Data for analysis:
* * *
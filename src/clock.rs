/// Simulation ticks per second.
pub const TICK_RATE: f32 = 60.0;

/// Fixed simulation step in seconds.
pub const TICK: f32 = 1.0 / TICK_RATE;

/// Converts irregular wall-clock frame times into fixed simulation ticks.
///
/// A slow frame yields several catch-up ticks, a fast one may yield none;
/// leftover time carries into the next frame so simulated time tracks wall
/// time without drift. Catch-up is deliberately uncapped: a long host stall
/// plays back as a visible burst of ticks, not as lost time.
#[derive(Debug, Default)]
pub struct FixedTimestep {
    accumulator: f32,
}

impl FixedTimestep {
    pub fn new() -> Self {
        Self { accumulator: 0.0 }
    }

    /// Feeds elapsed wall-clock seconds and returns how many fixed ticks are
    /// now due.
    pub fn advance(&mut self, elapsed: f32) -> u32 {
        self.accumulator += elapsed;
        let mut ticks = 0;
        while self.accumulator >= TICK {
            self.accumulator -= TICK;
            ticks += 1;
        }
        ticks
    }
}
* * *
Search the data above for the string "into". Report every line where it is found.

Answer space:
/// Converts irregular wall-clock frame times into fixed simulation ticks.
/// leftover time carries into the next frame so simulated time tracks wall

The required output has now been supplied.